§ Task details
For the string "notify", report how many lines in the records below contain it, and nothing more.

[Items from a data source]
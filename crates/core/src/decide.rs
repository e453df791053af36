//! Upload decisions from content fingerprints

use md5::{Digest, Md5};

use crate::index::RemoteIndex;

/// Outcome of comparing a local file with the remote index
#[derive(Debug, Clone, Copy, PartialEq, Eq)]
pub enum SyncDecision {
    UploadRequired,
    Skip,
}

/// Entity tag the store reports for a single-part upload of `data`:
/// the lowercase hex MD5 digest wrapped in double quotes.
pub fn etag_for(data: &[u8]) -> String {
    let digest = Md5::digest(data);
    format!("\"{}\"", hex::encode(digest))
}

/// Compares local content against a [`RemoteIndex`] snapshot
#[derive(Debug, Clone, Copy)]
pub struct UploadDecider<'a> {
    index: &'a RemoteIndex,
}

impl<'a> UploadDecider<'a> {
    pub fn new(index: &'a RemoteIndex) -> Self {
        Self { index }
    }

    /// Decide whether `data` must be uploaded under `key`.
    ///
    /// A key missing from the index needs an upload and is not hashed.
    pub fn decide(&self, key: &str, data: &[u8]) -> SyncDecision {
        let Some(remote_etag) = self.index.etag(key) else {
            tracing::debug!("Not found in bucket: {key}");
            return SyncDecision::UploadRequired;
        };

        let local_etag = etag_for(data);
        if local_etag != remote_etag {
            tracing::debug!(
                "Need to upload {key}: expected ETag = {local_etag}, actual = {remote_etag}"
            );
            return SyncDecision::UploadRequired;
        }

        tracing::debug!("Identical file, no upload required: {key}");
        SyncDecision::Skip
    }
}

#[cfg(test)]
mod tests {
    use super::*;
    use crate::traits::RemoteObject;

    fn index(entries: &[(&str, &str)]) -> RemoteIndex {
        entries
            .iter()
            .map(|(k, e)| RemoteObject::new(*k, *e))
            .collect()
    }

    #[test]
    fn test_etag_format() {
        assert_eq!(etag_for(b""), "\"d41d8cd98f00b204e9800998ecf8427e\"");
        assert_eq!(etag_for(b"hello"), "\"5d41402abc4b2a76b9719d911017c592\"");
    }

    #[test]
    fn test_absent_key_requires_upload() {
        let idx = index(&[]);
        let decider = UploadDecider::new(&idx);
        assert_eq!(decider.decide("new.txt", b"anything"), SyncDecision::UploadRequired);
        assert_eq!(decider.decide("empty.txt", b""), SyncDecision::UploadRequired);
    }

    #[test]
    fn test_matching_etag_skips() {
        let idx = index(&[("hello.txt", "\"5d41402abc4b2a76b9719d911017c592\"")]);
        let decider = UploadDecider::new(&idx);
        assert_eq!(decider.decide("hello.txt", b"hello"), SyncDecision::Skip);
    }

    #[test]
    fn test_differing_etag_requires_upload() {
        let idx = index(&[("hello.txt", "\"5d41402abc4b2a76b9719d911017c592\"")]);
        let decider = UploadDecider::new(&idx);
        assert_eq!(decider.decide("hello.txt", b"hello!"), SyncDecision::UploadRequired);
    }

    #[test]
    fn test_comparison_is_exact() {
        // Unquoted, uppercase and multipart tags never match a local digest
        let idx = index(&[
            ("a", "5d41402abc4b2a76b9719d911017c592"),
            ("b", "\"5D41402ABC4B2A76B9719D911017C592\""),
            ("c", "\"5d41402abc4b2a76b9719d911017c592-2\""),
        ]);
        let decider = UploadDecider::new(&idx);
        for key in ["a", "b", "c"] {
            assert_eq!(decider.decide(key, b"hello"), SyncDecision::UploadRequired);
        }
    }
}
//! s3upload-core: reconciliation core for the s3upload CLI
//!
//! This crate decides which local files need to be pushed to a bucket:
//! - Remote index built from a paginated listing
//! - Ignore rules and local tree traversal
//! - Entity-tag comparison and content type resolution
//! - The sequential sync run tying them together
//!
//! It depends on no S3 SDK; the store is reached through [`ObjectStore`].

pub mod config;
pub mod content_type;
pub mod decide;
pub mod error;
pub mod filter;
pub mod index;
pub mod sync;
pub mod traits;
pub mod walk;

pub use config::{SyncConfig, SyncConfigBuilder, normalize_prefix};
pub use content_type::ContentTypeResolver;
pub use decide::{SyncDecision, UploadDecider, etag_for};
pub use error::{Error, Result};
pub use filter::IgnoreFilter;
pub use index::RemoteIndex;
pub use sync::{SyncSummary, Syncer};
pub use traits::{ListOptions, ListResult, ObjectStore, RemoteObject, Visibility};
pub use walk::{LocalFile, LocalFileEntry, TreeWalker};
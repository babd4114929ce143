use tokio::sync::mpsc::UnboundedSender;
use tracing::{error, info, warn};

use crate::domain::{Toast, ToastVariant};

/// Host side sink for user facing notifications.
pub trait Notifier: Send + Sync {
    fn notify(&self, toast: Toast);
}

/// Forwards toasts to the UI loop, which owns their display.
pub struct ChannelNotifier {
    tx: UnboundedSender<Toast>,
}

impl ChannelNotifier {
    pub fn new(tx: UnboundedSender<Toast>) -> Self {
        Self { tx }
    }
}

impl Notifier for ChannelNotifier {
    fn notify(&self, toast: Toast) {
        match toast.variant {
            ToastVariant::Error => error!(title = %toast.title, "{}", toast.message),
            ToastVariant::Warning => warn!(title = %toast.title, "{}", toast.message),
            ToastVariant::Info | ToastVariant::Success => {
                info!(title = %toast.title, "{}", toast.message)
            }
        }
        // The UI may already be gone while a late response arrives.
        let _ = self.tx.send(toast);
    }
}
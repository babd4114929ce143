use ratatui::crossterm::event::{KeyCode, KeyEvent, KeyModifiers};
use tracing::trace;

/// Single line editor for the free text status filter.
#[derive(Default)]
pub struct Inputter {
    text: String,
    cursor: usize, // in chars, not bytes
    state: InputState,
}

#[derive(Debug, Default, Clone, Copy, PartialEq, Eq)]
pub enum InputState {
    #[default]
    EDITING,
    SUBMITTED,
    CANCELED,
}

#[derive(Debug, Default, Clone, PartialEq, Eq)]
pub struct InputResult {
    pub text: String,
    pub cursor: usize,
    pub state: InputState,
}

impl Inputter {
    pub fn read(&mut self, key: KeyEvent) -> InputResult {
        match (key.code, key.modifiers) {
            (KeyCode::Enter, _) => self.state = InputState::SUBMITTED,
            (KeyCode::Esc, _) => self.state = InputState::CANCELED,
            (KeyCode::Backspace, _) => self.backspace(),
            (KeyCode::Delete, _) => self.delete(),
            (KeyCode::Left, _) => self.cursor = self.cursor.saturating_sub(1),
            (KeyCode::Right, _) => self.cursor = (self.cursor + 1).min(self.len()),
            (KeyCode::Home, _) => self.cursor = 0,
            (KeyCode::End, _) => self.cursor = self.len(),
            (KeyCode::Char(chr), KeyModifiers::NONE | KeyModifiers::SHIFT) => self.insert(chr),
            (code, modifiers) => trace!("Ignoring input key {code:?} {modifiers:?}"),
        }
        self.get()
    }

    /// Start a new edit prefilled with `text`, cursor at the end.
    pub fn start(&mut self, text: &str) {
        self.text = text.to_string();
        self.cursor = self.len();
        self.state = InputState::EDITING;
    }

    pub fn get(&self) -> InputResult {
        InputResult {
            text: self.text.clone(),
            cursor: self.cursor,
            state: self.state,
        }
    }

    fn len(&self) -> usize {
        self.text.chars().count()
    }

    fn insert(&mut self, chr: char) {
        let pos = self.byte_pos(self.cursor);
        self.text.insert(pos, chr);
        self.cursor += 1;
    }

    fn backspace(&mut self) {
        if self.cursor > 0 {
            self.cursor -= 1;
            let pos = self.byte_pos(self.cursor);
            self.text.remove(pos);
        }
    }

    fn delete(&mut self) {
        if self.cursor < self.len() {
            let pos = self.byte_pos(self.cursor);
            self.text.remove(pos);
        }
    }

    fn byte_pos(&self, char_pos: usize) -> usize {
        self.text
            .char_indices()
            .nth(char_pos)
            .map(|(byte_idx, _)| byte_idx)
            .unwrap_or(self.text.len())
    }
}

§ Solved problem
2